▶ [TASK REQUIREMENTS]: Among the entries below, find every line that contains the string "crate", then copy it.

◇ ◇ ◇ ◇ ◇ ◇ ◇

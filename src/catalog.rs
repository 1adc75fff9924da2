use std::collections::HashMap;

use serde::Serialize;
use tracing::{debug, info, warn};

use crate::db::{fetch_grocery_rows, Database, GroceryRow};
use crate::error::AssistantError;
use crate::units::{Money, Quantity};

/// A single priced item from the catalog. Never modified after load.
#[derive(Debug, Clone, PartialEq)]
pub struct GroceryItem {
    pub name: String,
    pub price: Money,
    pub category: String,
    pub unit: String,
    pub currency: String,
}

impl GroceryItem {
    pub fn new(
        name: impl Into<String>,
        price: Money,
        category: impl Into<String>,
        unit: impl Into<String>,
        currency: impl Into<String>,
    ) -> Self {
        Self {
            name: name.into(),
            price,
            category: category.into(),
            unit: unit.into(),
            currency: currency.into(),
        }
    }

    fn from_row(row: GroceryRow, default_currency: &str) -> Self {
        Self {
            name: row.name.trim().to_string(),
            price: Money::from_major(row.price),
            category: row.category.unwrap_or_default(),
            unit: row.unit.unwrap_or_default(),
            currency: row
                .currency
                .filter(|c| !c.trim().is_empty())
                .unwrap_or_else(|| default_currency.to_string()),
        }
    }

    /// The quantity one catalog price buys, parsed from the unit text.
    pub fn basis(&self) -> Option<Quantity> {
        Quantity::parse_basis(&self.unit)
    }

    /// `₹65.00 per 1 liter`
    pub fn price_label(&self) -> String {
        if self.unit.is_empty() {
            self.price.display(&self.currency)
        } else {
            format!("{} per {}", self.price.display(&self.currency), self.unit)
        }
    }
}

#[derive(Serialize)]
struct PromptItem<'a> {
    name: &'a str,
    price: f64,
    category: &'a str,
    unit: &'a str,
    currency: &'a str,
}

/// The in-memory snapshot of grocery items for a session.
///
/// Built once and then only read. The name index is case-insensitive; when
/// two items share a name the later one wins.
#[derive(Debug, Clone, Default)]
pub struct Catalog {
    items: Vec<GroceryItem>,
    by_name: HashMap<String, usize>,
}

fn normalize(text: &str) -> String {
    text.split_whitespace()
        .collect::<Vec<_>>()
        .join(" ")
        .to_lowercase()
}

fn stem(word: &str) -> String {
    if let Some(base) = word.strip_suffix("ies") {
        format!("{base}y")
    } else if let Some(base) = word.strip_suffix("oes") {
        base.to_string() + "o"
    } else if word.ends_with('s') && !word.ends_with("ss") {
        word[..word.len() - 1].to_string()
    } else {
        word.to_string()
    }
}

fn stem_phrase(text: &str) -> String {
    text.split(' ').map(stem).collect::<Vec<_>>().join(" ")
}

/// Full name plus the parts around and inside parentheses:
/// `Atta (Wheat Flour)` gives `atta (wheat flour)`, `atta`, `wheat flour`.
fn aliases(name: &str) -> Vec<String> {
    let full = normalize(name);
    let mut out = vec![full.clone()];
    if let Some((outer, rest)) = full.split_once('(') {
        let inner = rest.trim_end_matches(')');
        for part in [outer, inner] {
            let part = normalize(part);
            if !part.is_empty() {
                out.push(part);
            }
        }
    }
    out
}

impl Catalog {
    pub fn new(items: Vec<GroceryItem>) -> Self {
        let by_name = items
            .iter()
            .enumerate()
            .map(|(idx, item)| (normalize(&item.name), idx))
            .collect();
        Self { items, by_name }
    }

    pub fn items(&self) -> &[GroceryItem] {
        &self.items
    }

    pub fn len(&self) -> usize {
        self.items.len()
    }

    pub fn is_empty(&self) -> bool {
        self.items.is_empty()
    }

    /// Number of distinct names in the lookup index.
    pub fn lookup_len(&self) -> usize {
        self.by_name.len()
    }

    /// Exact, case-insensitive lookup by name.
    pub fn get(&self, name: &str) -> Option<&GroceryItem> {
        self.by_name
            .get(&normalize(name))
            .map(|&idx| &self.items[idx])
    }

    /// Resolves a loosely written item name: exact name first, then a
    /// parenthetical alias, then singular/plural forms, then a substring
    /// that matches exactly one item.
    pub fn find(&self, name: &str) -> Option<&GroceryItem> {
        let key = normalize(name);
        if key.is_empty() {
            return None;
        }
        if let Some(item) = self.get(&key) {
            return Some(item);
        }

        if let Some(item) = self.items.iter().find(|i| aliases(&i.name).contains(&key)) {
            return Some(item);
        }

        let key_stem = stem_phrase(&key);
        if let Some(item) = self
            .items
            .iter()
            .find(|i| aliases(&i.name).iter().any(|a| stem_phrase(a) == key_stem))
        {
            return Some(item);
        }

        let mut partial = self
            .items
            .iter()
            .filter(|i| {
                let name = normalize(&i.name);
                name.contains(&key) || name.contains(&key_stem)
            });
        match (partial.next(), partial.next()) {
            (Some(item), None) => Some(item),
            _ => None,
        }
    }

    /// Distinct category names, sorted.
    pub fn categories(&self) -> Vec<&str> {
        let mut categories: Vec<&str> = self
            .items
            .iter()
            .map(|i| i.category.as_str())
            .filter(|c| !c.is_empty())
            .collect();
        categories.sort_unstable();
        categories.dedup();
        categories
    }

    /// Resolves a category name (case and plural insensitive) and returns its
    /// canonical spelling together with its items in catalog order.
    pub fn items_in_category(&self, requested: &str) -> Option<(&str, Vec<&GroceryItem>)> {
        let key = stem_phrase(&normalize(requested));
        if key.is_empty() {
            return None;
        }
        let category = self
            .categories()
            .into_iter()
            .find(|c| stem_phrase(&normalize(c)) == key)?;
        let items = self
            .items
            .iter()
            .filter(|i| i.category == category)
            .collect();
        Some((category, items))
    }

    /// Currency of the first item, or `fallback` for an empty catalog.
    pub fn currency<'a>(&'a self, fallback: &'a str) -> &'a str {
        self.items
            .first()
            .map(|i| i.currency.as_str())
            .unwrap_or(fallback)
    }

    /// The catalog as pretty JSON, the context every prompt is given.
    pub fn to_prompt_json(&self) -> String {
        let rows: Vec<PromptItem<'_>> = self
            .items
            .iter()
            .map(|i| PromptItem {
                name: &i.name,
                price: i.price.as_major(),
                category: &i.category,
                unit: &i.unit,
                currency: &i.currency,
            })
            .collect();
        serde_json::to_string_pretty(&rows).unwrap_or_else(|_| "[]".to_string())
    }
}

/// Result of loading the catalog. Loading never fails outright: when the
/// store is unreachable or empty the catalog is empty and `unavailable`
/// says why.
#[derive(Debug)]
pub struct CatalogLoad {
    pub catalog: Catalog,
    pub unavailable: Option<AssistantError>,
}

pub async fn load(db: &Database, default_currency: &str) -> CatalogLoad {
    let rows = match fetch_grocery_rows(db).await {
        Ok(rows) => rows,
        Err(err) => {
            warn!(error = %err, "Failed to load grocery items");
            return CatalogLoad {
                catalog: Catalog::default(),
                unavailable: Some(AssistantError::DataUnavailable {
                    reason: err.to_string(),
                }),
            };
        }
    };

    let items: Vec<GroceryItem> = rows
        .into_iter()
        .map(|row| GroceryItem::from_row(row, default_currency))
        .collect();
    let catalog = Catalog::new(items);

    if catalog.is_empty() {
        warn!("Grocery catalog is empty");
        return CatalogLoad {
            catalog,
            unavailable: Some(AssistantError::DataUnavailable {
                reason: "grocery_items table is empty".to_string(),
            }),
        };
    }

    if catalog.lookup_len() != catalog.len() {
        debug!(
            items = catalog.len(),
            names = catalog.lookup_len(),
            "Duplicate item names in catalog, later rows win"
        );
    }
    info!(items = catalog.len(), "Loaded grocery items into memory");
    CatalogLoad {
        catalog,
        unavailable: None,
    }
}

◇ ◇ ◇ ◇ ◇ ◇ ◇

▶ [YOUR SOLUTION]:
use crate::db::{fetch_grocery_rows, Database, GroceryRow};
use crate::error::AssistantError;
use crate::units::{Money, Quantity};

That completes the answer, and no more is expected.